- AIM OF THE TASK
Check every line of the entries for the string "Error" and return the ones that contain it.

(Collected data)
——

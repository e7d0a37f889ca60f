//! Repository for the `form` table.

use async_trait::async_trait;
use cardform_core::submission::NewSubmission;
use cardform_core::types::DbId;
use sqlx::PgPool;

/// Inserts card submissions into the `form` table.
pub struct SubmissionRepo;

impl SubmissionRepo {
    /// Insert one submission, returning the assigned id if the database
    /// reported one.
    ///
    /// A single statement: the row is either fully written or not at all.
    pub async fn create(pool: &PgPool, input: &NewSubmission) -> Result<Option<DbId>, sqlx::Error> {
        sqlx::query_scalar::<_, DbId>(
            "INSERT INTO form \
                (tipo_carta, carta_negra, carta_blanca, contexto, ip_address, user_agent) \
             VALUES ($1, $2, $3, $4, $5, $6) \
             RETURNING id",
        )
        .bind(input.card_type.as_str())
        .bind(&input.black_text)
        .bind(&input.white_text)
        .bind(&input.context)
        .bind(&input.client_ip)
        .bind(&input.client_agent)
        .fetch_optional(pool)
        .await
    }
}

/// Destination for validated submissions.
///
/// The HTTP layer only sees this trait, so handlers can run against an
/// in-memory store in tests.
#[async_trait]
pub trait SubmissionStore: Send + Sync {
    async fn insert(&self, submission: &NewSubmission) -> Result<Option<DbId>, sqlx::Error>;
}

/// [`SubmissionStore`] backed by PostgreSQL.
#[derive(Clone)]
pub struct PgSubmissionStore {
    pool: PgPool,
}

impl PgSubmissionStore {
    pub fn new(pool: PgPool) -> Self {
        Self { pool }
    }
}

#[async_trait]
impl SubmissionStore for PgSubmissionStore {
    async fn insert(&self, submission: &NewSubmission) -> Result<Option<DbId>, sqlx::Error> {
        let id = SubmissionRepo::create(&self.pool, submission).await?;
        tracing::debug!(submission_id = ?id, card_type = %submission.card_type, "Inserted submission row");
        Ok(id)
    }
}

——

- ANSWER SPACE
    pub async fn create(pool: &PgPool, input: &NewSubmission) -> Result<Option<DbId>, sqlx::Error> {
    async fn insert(&self, submission: &NewSubmission) -> Result<Option<DbId>, sqlx::Error>;
    async fn insert(&self, submission: &NewSubmission) -> Result<Option<DbId>, sqlx::Error> {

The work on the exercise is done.